Stratégie

Comment les entreprises peuvent utiliser les réseaux sociaux

Comment les entreprises peuvent utiliser les réseaux sociaux

L'Electronic Business Group (EBG) a organisé une conférence sur l'usage des médias sociaux. Si la théorie est prometteuse, les usages concrets restent limités quand ils ne sont pas catastrophiques.

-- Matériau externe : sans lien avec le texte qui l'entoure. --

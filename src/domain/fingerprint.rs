// ============================================================
// Layer 3 — Fingerprint Domain Type
// ============================================================
// A fixed-length binary vector. Bit i asserts the presence of
// the substructure registered at position i of the key table.
//
// On disk a fingerprint is stored sparsely as the list of set
// bit indices; the model consumes the dense 0/1 form.
//
// Example (fp_len = 4):
//   sparse [0, 2]  ↔  dense [1, 0, 1, 0]

use serde::{Deserialize, Serialize};

use crate::domain::error::{GenError, GenResult};

#[derive(Debug, Clone, PartialEq, Eq, Serialize, Deserialize)]
pub struct Fingerprint {
    bits: Vec<bool>,
}

impl Fingerprint {
    /// Build from the indices of set bits. Indices past `len` are dropped.
    pub fn from_indices(indices: &[usize], len: usize) -> Self {
        let mut bits = vec![false; len];
        for &i in indices {
            if i < len {
                bits[i] = true;
            } else {
                tracing::debug!("Fingerprint index {} outside length {}", i, len);
            }
        }
        Self { bits }
    }

    /// Build from a dense row, treating any value above 0.5 as set.
    pub fn from_dense(values: &[f32]) -> Self {
        Self { bits: values.iter().map(|&v| v > 0.5).collect() }
    }

    pub fn len(&self) -> usize {
        self.bits.len()
    }

    pub fn is_empty(&self) -> bool {
        self.bits.is_empty()
    }

    pub fn set_bits(&self) -> impl Iterator<Item = usize> + '_ {
        self.bits.iter().enumerate().filter(|(_, b)| **b).map(|(i, _)| i)
    }

    pub fn count_ones(&self) -> usize {
        self.bits.iter().filter(|&&b| b).count()
    }

    /// Dense float row for tensor construction.
    pub fn to_dense(&self) -> Vec<f32> {
        self.bits.iter().map(|&b| if b { 1.0 } else { 0.0 }).collect()
    }

    /// Fraction of set bits for which `matches(bit)` holds.
    /// An all-zero fingerprint has no denominator and is rejected.
    pub fn recovered_fraction(&self, mut matches: impl FnMut(usize) -> bool) -> GenResult<f64> {
        let total = self.count_ones();
        if total == 0 {
            return Err(GenError::DegenerateFingerprint);
        }
        let hit = self.set_bits().filter(|&i| matches(i)).count();
        Ok(hit as f64 / total as f64)
    }
}

// ─── Unit Tests ───────────────────────────────────────────────────────────────
#[cfg(test)]
mod tests {
    use super::*;

    #[test]
    fn test_sparse_and_dense_agree() {
        let fp = Fingerprint::from_indices(&[0, 2], 4);
        assert_eq!(fp.to_dense(), vec![1.0, 0.0, 1.0, 0.0]);
        assert_eq!(Fingerprint::from_dense(&[1.0, 0.0, 1.0, 0.0]), fp);
        assert_eq!(fp.count_ones(), 2);
    }

    #[test]
    fn test_out_of_range_index_is_dropped() {
        let fp = Fingerprint::from_indices(&[1, 9], 4);
        assert_eq!(fp.set_bits().collect::<Vec<_>>(), vec![1]);
    }

    #[test]
    fn test_recovered_fraction() {
        let fp = Fingerprint::from_indices(&[0, 2], 4);
        assert_eq!(fp.recovered_fraction(|i| i == 0).unwrap(), 0.5);
        assert_eq!(fp.recovered_fraction(|_| true).unwrap(), 1.0);
        assert_eq!(fp.recovered_fraction(|_| false).unwrap(), 0.0);
    }

    #[test]
    fn test_all_zero_fingerprint_is_degenerate() {
        let fp = Fingerprint::from_indices(&[], 4);
        assert!(matches!(
            fp.recovered_fraction(|_| true),
            Err(GenError::DegenerateFingerprint)
        ));
    }
}
// ─── Unit Tests ───────────────────────────────────────────────────────────────
#[cfg(test)]
mod tests {
    use super::*;
    use crate::chem::smiles;

    fn mol(s: &str) -> Molecule {
        smiles::parse(s).unwrap()
    }

    #[test]
    fn test_descriptor_counts() {
        let ethanol = Descriptors::compute(&mol("CCO"));
        assert_eq!(ethanol.hba, 1);
        assert_eq!(ethanol.hbd, 1);
        assert!((ethanol.psa - 20.23).abs() < 1e-9);
        assert!(ethanol.alogp.abs() < 0.05);

        assert_eq!(Descriptors::compute(&mol("CCCC")).rotb, 1);
        assert_eq!(Descriptors::compute(&mol("c1ccccc1")).arom, 1);
        assert_eq!(Descriptors::compute(&mol("C1CCCCC1")).arom, 0);
    }

    #[test]
    fn test_every_query_compiles() {
        let q = queries();
        assert_eq!(q.acceptors.len(), ACCEPTORS.len());
        assert_eq!(q.donor.len(), 1);
        assert_eq!(q.rotatable.len(), 1);
        assert_eq!(q.alerts.len(), STRUCTURAL_ALERTS.len());
    }

    #[test]
    fn test_reference_drug_descriptors() {
        let aspirin = Descriptors::compute(&mol("CC(=O)Oc1ccccc1C(=O)O"));
        assert_eq!(
            (aspirin.hba, aspirin.hbd, aspirin.rotb, aspirin.arom, aspirin.alerts),
            (4, 1, 2, 1, 2)
        );
        assert!((aspirin.psa - 63.6).abs() < 1e-6);

        let paracetamol = Descriptors::compute(&mol("CC(=O)Nc1ccc(O)cc1"));
        assert_eq!(
            (paracetamol.hba, paracetamol.hbd, paracetamol.rotb, paracetamol.arom, paracetamol.alerts),
            (2, 2, 1, 1, 1)
        );

        let caffeine = Descriptors::compute(&mol("Cn1cnc2c1c(=O)n(C)c(=O)n2C"));
        assert_eq!(
            (caffeine.hba, caffeine.hbd, caffeine.rotb, caffeine.arom, caffeine.alerts),
            (3, 0, 0, 2, 0)
        );
        assert!((caffeine.psa - 61.82).abs() < 1e-6);
    }

    #[test]
    fn test_qed_of_published_descriptor_sets() {
        let cases = [
            // mw, alogp, hba, hbd, psa, rotb, arom, alerts, qed
            (180.159, 1.3101, 4, 1, 63.60, 2, 1, 2, 0.5501),
            (151.165, 1.3506, 2, 2, 49.33, 1, 1, 1, 0.5950),
            (194.194, -1.0293, 3, 0, 61.82, 0, 2, 0, 0.5385),
            (78.114, 1.6866, 0, 0, 0.00, 0, 1, 0, 0.4426),
        ];
        for (mw, alogp, hba, hbd, psa, rotb, arom, alerts, expected) in cases {
            let d = Descriptors { mw, alogp, hba, hbd, psa, rotb, arom, alerts };
            let q = qed_from(&d);
            assert!((q - expected).abs() < 1e-3, "mw {mw}: {q} vs {expected}");
        }
    }

    #[test]
    fn test_qed_close_to_published_values() {
        for (smiles_str, expected) in [
            ("CC(=O)Oc1ccccc1C(=O)O", 0.550),
            ("CC(=O)Nc1ccc(O)cc1", 0.595),
            ("c1ccccc1", 0.443),
        ] {
            let q = qed(&mol(smiles_str));
            assert!((q - expected).abs() < 0.04, "{smiles_str}: {q}");
        }
    }

    #[test]
    fn test_alerts_and_strict_rotors() {
        assert_eq!(Descriptors::compute(&mol("CC=O")).alerts, 1);
        assert_eq!(Descriptors::compute(&mol("CCCC")).alerts, 0);
        // amide C-N and bonds to terminal methyls are not rotors
        assert_eq!(Descriptors::compute(&mol("CCNC(C)=O")).rotb, 1);
    }

    #[test]
    fn test_molecular_weight() {
        let water = Descriptors::compute(&mol("O"));
        assert!((water.mw - 18.015).abs() < 0.01);
    }

    #[test]
    fn test_qed_bounds() {
        for s in ["C", "CCO", "c1ccccc1", "CC(=O)Nc1ccc(O)cc1", "CCCCCCCCCCCCCCCCCCCC"] {
            let q = qed(&mol(s));
            assert!((0.0..=1.0).contains(&q), "{s}: {q}");
        }
    }

    #[test]
    fn test_drug_like_scores_higher_than_methane() {
        let paracetamol = qed(&mol("CC(=O)Nc1ccc(O)cc1"));
        let methane     = qed(&mol("C"));
        assert!(paracetamol > methane);
    }
}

« Dans le monde physique, un client mécontent peut parler de vous à dix amis ; dans les réseaux sociaux, il peut parler de vous à 10 000 personnes ». Ce constat, attribué à Jeff Bezos, le CEO d'Amazon, justifie en lui-même que les entreprises s'intéressent aux réseaux sociaux, surtout à ce qui s'y dit sur elles. Mais si la plupart se disent « il faut qu'on y aille », la majorité ignore quoi y faire et comment, tant pour les réseaux sociaux externes (Facebook, Linkedin...) qu'internes (Réseaux Sociaux d'Entreprise ou RSE). Les déconvenues et les catastrophes ne sont pas absentes de l'aventure. Pourtant, les promesses sont nombreuses et suscitent l'envie.

Pour tenter d'y voir plus clair, l'Electronic Business Group (EBG) a organisé le 13 janvier 2011 une conférence intitulée « comment intégrer les réseaux sociaux dans le système d'information afin d'appliquer une démarche BI ». Si la présentation (essentiellement théorique) de la SSII Micropole, par son directeur marketing Renaud Finaz de Villaine, pouvait faire saliver, force est de constater que la plupart des cas pratiques restent très limités.

Cinq raisons d'y aller

Selon Renaud Finaz de Villaine, cinq raisons peuvent motiver les entreprises à s'intéresser aux réseaux sociaux. La première, comme souligné par Jeff Bezos, c'est la surveillance de sa e-réputation : savoir ce qui se dit sur elle au travers des médias sociaux et notamment les réseaux sociaux. Assez logiquement, la plus profitable des raisons est d'y vendre : le social-commerce devient une voie de croissance importante dont l'un des meilleurs exemples à ce jour reste la SNCF. Sans y vendre directement, on peut y rechercher de l'information utilisée ensuite pour vendre, par exemple de l'information sur les contacts à démarcher. Une forme plus sophistiquée de cela est le social-marketing qui consiste à étudier la clientèle au travers des réseaux sociaux. Enfin, le DRH et le recruteur trouvent dans les réseaux sociaux un moyen de s'informer sur les candidats qui postulent comme une méthode pour trouver les bonnes compétences.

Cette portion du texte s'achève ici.